Domenica, 15 Settembre, 2019

Inter Torino, i probabili schieramenti di De Boer e Mihajlovic

Soccer Serie A Atalanta-Milan Inter Torino, i probabili schieramenti di De Boer e Mihajlovic
Machelli Zaccheo | 25 Ottobre, 2016, 18:30

Mihajlovic torna a San Siro dopo la beffa della prima giornata contro il Milan e si affida al tridente Ljajic-Iago Falque-Belotti. L'Inter affronterà il Torino tra le mura di San Siro, vediamo i migliori giocatori che saranno a disposizione di mister De Boer e Mihajlovic.

Mihajlovic ha analizzato il livello di crescita della squadra: "Ventura ha fatto un ottimo lavoro in questi anni, ma quando si cambia a livello di tecnico e di modulo bisogna ripartire dalle fondamenta". Il 30% di quello che ci manca può arrivare dal lavoro e dall'applicazione, in resto invece deve arrivare tirando fuori quel qualcosa che ancora non sappiamo di avere.

"Con l'Inter sarà una partita difficile, per loro è come una finale: dovremo essere bravi a sfruttare le loro difficoltà".

"Dobbiamo rivedere gli errore e crescere".

"Conosciamo il blasone dei nerazzurri ma noi andremo a Milano per conquistare i tre punti. Dovremo essere aggressivi e saper gestire la gara e il risultato nei novanta minuti può cambiare". Dei problemi loro non vorrei parlare. Merito dei ragazzi - Reduce dal 2-2 con la Lazio, il Toro punta a un campionato di livello: "Per un allenatore la cosa più bella è vedere che i ragazzi in campo lo seguono e prendono coraggio per fare quello che prima non facevano. Sapendo che se fai bene, prendi un voto alto".
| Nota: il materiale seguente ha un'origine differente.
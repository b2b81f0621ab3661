use rust_i18n::t;
use teloxide::Bot;
use teloxide::macros::BotCommands;
use teloxide::types::Message;
use crate::config::AppConfig;
use crate::domain::LanguageCode;
use crate::handlers::render::{render_status, render_table};
use crate::handlers::{register_and_reply, HandlerResult};
use crate::stats::rank::{rank, RankQuery};
use crate::stats::SnapshotStore;
use crate::{metrics, repo};

#[derive(BotCommands, Clone)]
#[command(rename_rule = "lowercase")]
pub enum StatsCommands {
    #[command(description = "status")]
    Status,
    #[command(description = "top")]
    Top(String),
    #[command(description = "country")]
    Country(String),
}

pub async fn cmd_handler(bot: Bot, msg: Message, cmd: StatsCommands,
                         snapshots: SnapshotStore, repo: repo::StateRepo,
                         app_config: AppConfig) -> HandlerResult {
    let lang_code = LanguageCode::from_maybe_user(msg.from());
    let snapshot = snapshots.get();
    let answer = match cmd {
        StatsCommands::Status => {
            metrics::CMD_STATUS_COUNTER.inc();
            render_status(&snapshot, &app_config.home_country, app_config.top_limit, &lang_code)
        }
        StatsCommands::Top(args) => {
            metrics::CMD_TOP_COUNTER.inc();
            let query = parse_top_query(&args, app_config.top_limit);
            match rank(&snapshot.rows, &query) {
                Some(ranked) => format!("<pre>{}</pre>", render_table(&ranked)),
                None => t!("commands.status.no_data", locale = &lang_code).into(),
            }
        }
        StatsCommands::Country(args) => {
            metrics::CMD_COUNTRY_COUNTER.inc();
            country_answer(&args, &snapshot.rows, &lang_code)
        }
    };
    register_and_reply(bot, &repo, &msg, answer).await
}

/// `/top [count] [deaths]`: both parts optional, in any order.
fn parse_top_query(args: &str, default_top: usize) -> RankQuery {
    let mut query = RankQuery::top(default_top);
    for token in args.split_whitespace() {
        if let Ok(top) = token.parse() {
            query.top = top;
        } else if matches!(token.to_lowercase().as_str(), "deaths" | "death" | "tuvong") {
            query.by_death_count = true;
        }
    }
    query
}

fn country_answer(args: &str, rows: &[crate::domain::CountryRow], lang_code: &LanguageCode) -> String {
    let names: Vec<String> = args.split(',')
        .map(str::trim)
        .filter(|name| !name.is_empty())
        .map(str::to_owned)
        .collect();
    if names.is_empty() {
        return t!("commands.country.usage", locale = lang_code).into()
    }
    match rank(rows, &RankQuery::by_names(names, rows.len())) {
        None => t!("commands.status.no_data", locale = lang_code).into(),
        Some(matched) if matched.is_empty() => t!("commands.country.no_match", locale = lang_code).into(),
        Some(matched) => format!("<pre>{}</pre>", render_table(&matched)),
    }
}

#[cfg(test)]
mod test {
    use super::parse_top_query;

    #[test]
    fn top_arguments_are_order_insensitive() {
        let query = parse_top_query("", 10);
        assert_eq!(query.top, 10);
        assert!(!query.by_death_count);

        let query = parse_top_query("5", 10);
        assert_eq!(query.top, 5);

        let query = parse_top_query("deaths 20", 10);
        assert_eq!(query.top, 20);
        assert!(query.by_death_count);

        let query = parse_top_query("nonsense", 10);
        assert_eq!(query.top, 10);
        assert!(!query.by_death_count);
    }
}
use rust_i18n::t;
use crate::domain::{CountryRow, LanguageCode};
use crate::stats::rank::{rank, RankQuery};
use crate::stats::Snapshot;

/// Thousands separators for display; counters are kept as bare integers
/// everywhere else.
pub fn group_digits(value: i64) -> String {
    let negative = value < 0;
    let digits: Vec<char> = value.abs().to_string().chars().rev().collect();
    let mut grouped = String::new();
    for (index, digit) in digits.iter().enumerate() {
        if index > 0 && index % 3 == 0 {
            grouped.push(',');
        }
        grouped.push(*digit);
    }
    let body: String = grouped.chars().rev().collect();
    if negative { format!("-{body}") } else { body }
}

/// Fixed-width table for a `<pre>` block: country name left-aligned and
/// shortened, counters right-aligned.
pub fn render_table(rows: &[CountryRow]) -> String {
    let header = ["Country", "Cases", "New", "Death"];
    let table: Vec<[String; 4]> = rows.iter()
        .map(|row| [
            row.short_name(),
            group_digits(row.cases),
            row.new_cases_display(),
            group_digits(row.deaths),
        ])
        .collect();

    let mut widths = header.map(str::len);
    for row in &table {
        for (width, cell) in widths.iter_mut().zip(row) {
            *width = (*width).max(cell.chars().count());
        }
    }

    let mut lines = vec![format_line(&header.map(str::to_owned), &widths)];
    for row in &table {
        lines.push(format_line(row, &widths));
    }
    lines.join("\n")
}

fn format_line(cells: &[String; 4], widths: &[usize; 4]) -> String {
    let pad = |cell: &String, width: usize| {
        let fill = " ".repeat(width - cell.chars().count());
        format!("{fill}{cell}")
    };
    let country = format!("{}{}", cells[0], " ".repeat(widths[0] - cells[0].chars().count()));
    format!("{country}|{}|{}|{}", pad(&cells[1], widths[1]), pad(&cells[2], widths[2]), pad(&cells[3], widths[3]))
}

/// The `/status` answer: global counters, the home country headline from
/// the patched row, and the leaderboard.
pub fn render_status(snapshot: &Snapshot, home_country: &str, top: usize, lang_code: &LanguageCode) -> String {
    if !snapshot.has_data() {
        return t!("commands.status.no_data", locale = lang_code).into()
    }

    let mut sections = Vec::new();
    if let Some(global) = &snapshot.global {
        sections.push(t!("commands.status.global", locale = lang_code,
            cases = group_digits(global.cases), deaths = group_digits(global.deaths)).into());
    }
    if let Some(home) = snapshot.home_row(home_country) {
        let delta = home.new_cases_display();
        let new_cases = if delta.is_empty() { String::new() } else { format!(" ({delta})") };
        sections.push(t!("commands.status.home", locale = lang_code,
            country = home.country, cases = group_digits(home.cases), new_cases = new_cases).into());
    }
    if let Some(ranked) = rank(&snapshot.rows, &RankQuery::top(top)) {
        sections.push(format!("<pre>{}</pre>", render_table(&ranked)));
    }
    sections.push(t!("commands.status.footer", locale = lang_code).into());
    sections.join("\n")
}

#[cfg(test)]
mod test {
    use crate::domain::CountryRow;
    use crate::stats::Snapshot;
    use super::{group_digits, render_table};

    #[test]
    fn digit_grouping() {
        assert_eq!(group_digits(0), "0");
        assert_eq!(group_digits(999), "999");
        assert_eq!(group_digits(1_000), "1,000");
        assert_eq!(group_digits(1_234_567), "1,234,567");
        assert_eq!(group_digits(-4_200), "-4,200");
    }

    #[test]
    fn table_is_aligned() {
        let rows = vec![
            CountryRow { country: "South Korea".to_string(), cases: 9_000, new_cases: 100, deaths: 120, ..Default::default() },
            CountryRow { country: "Vietnam".to_string(), cases: 153, ..Default::default() },
        ];
        let table = render_table(&rows);
        let lines: Vec<&str> = table.lines().collect();
        assert_eq!(lines.len(), 3);
        // every line has equal width
        assert_eq!(lines[0].chars().count(), lines[1].chars().count());
        assert_eq!(lines[1].chars().count(), lines[2].chars().count());
        assert!(lines[1].starts_with("SouthKo"));
        assert!(lines[1].contains("9,000"));
        assert!(lines[1].contains("+100"));
        assert!(lines[2].starts_with("Vietnam"));
    }

    #[test]
    fn no_data_state_has_its_own_message() {
        let snapshot = Snapshot::default();
        let rendered = super::render_status(&snapshot, "Vietnam", 10, &crate::domain::LanguageCode::new("en".to_string()));
        assert!(!rendered.is_empty());
        assert!(!rendered.contains("<pre>"));
    }
}
//! Merges the authoritative home-country figure into the aggregator's row.
//!
//! The home country's own source reports sooner than the aggregator, so the
//! patched totals must never drop below either source, and the shortfall is
//! surfaced as additional new/active cases so the counts don't get lost once
//! the aggregator catches up.

use crate::domain::{AuthoritativeFigure, CountryRow};

/// Full-list form: the home row is replaced in place, relative order of all
/// rows preserved. A missing home row or absent figure is a no-op, not an
/// error.
pub fn reconcile(
    rows: &[CountryRow],
    authoritative: Option<&AuthoritativeFigure>,
    home_country: &str,
) -> Vec<CountryRow> {
    let mut rows = rows.to_vec();
    if let Some(figure) = authoritative {
        if let Some(row) = rows.iter_mut().find(|row| row.country.eq_ignore_ascii_case(home_country)) {
            *row = patch_row(row, figure);
        }
    }
    rows
}

/// Single-row form, used for the headline display.
pub fn reconcile_single(
    rows: &[CountryRow],
    authoritative: Option<&AuthoritativeFigure>,
    home_country: &str,
) -> Option<CountryRow> {
    let row = rows.iter().find(|row| row.country.eq_ignore_ascii_case(home_country))?;
    match authoritative {
        Some(figure) => Some(patch_row(row, figure)),
        None => Some(row.clone()),
    }
}

fn patch_row(row: &CountryRow, figure: &AuthoritativeFigure) -> CountryRow {
    let mut patched = row.clone();
    let case_shortfall = figure.cases - row.cases;
    if case_shortfall > 0 {
        patched.new_cases += case_shortfall;
        patched.active_cases += case_shortfall;
    }
    let death_shortfall = figure.deaths - row.deaths;
    if death_shortfall > 0 {
        patched.new_deaths += death_shortfall;
    }
    patched.cases = row.cases.max(figure.cases);
    patched.deaths = row.deaths.max(figure.deaths);
    patched
}
use rust_i18n::t;
use teloxide::Bot;
use teloxide::macros::BotCommands;
use teloxide::types::Message;
use crate::domain::LanguageCode;
use crate::handlers::{register_and_reply, register_interaction, HandlerResult};
use crate::{metrics, repo};

#[derive(BotCommands, Clone)]
#[command(rename_rule = "lowercase")]
pub enum NewsCommands {
    #[command(description = "news")]
    News,
}

#[derive(BotCommands, Clone)]
#[command(rename_rule = "lowercase")]
pub enum MuteCommands {
    #[command(description = "mute")]
    Mute,
    #[command(description = "unmute")]
    Unmute,
}

pub async fn news_cmd_handler(bot: Bot, msg: Message, repo: repo::StateRepo) -> HandlerResult {
    metrics::CMD_NEWS_COUNTER.inc();
    let lang_code = LanguageCode::from_maybe_user(msg.from());
    let answer = match repo.last_alert().await {
        Some(alert) if alert.is_populated() => format!(
            "<b>{}</b>\n{}",
            teloxide::utils::html::escape(&alert.display_time),
            teloxide::utils::html::escape(&alert.content),
        ),
        _ => t!("commands.news.empty", locale = &lang_code).into(),
    };
    register_and_reply(bot, &repo, &msg, answer).await
}

pub async fn mute_cmd_handler(bot: Bot, msg: Message, cmd: MuteCommands, repo: repo::StateRepo) -> HandlerResult {
    metrics::CMD_MUTE_COUNTER.inc();
    let lang_code = LanguageCode::from_maybe_user(msg.from());
    let id = register_interaction(&repo, &msg).await;
    let answer = match cmd {
        MuteCommands::Mute => {
            repo.set_mute_alerts(&id, true).await;
            t!("commands.mute.muted", locale = &lang_code)
        }
        MuteCommands::Unmute => {
            repo.set_mute_alerts(&id, false).await;
            t!("commands.mute.unmuted", locale = &lang_code)
        }
    };
    register_and_reply(bot, &repo, &msg, answer).await
}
"De Boer? Mi spiace". Per me l'Inter è una parte splendida del mio passato, come la Lazio. "In nerazzurro sono sempre stato trattato bene, soprattutto da Moratti che è un gran signore, gli voglio molto bene e sarei contento di vederlo ancora presidente dell'Inter". "Ma sono sicuro che chi giocherà domani, e magari non ha giocato domenica, farà bene". Il tecnico dell'Inter sembra poi intenzionato a bocciare Santon, autore del fallo da rigore che ha permesso all'Atalanta di andare in vantaggio a pochi secondi dalla fine. L'uomo? Non lo conosco, non posso giudicare. Penso che serva trovare la medicina giusta, come sempre, per fare in modo che un giocatore renda dentro e fuori dal campo. "L'importante è che sia forte". "Come Icardi o come Belotti, per l'appunto".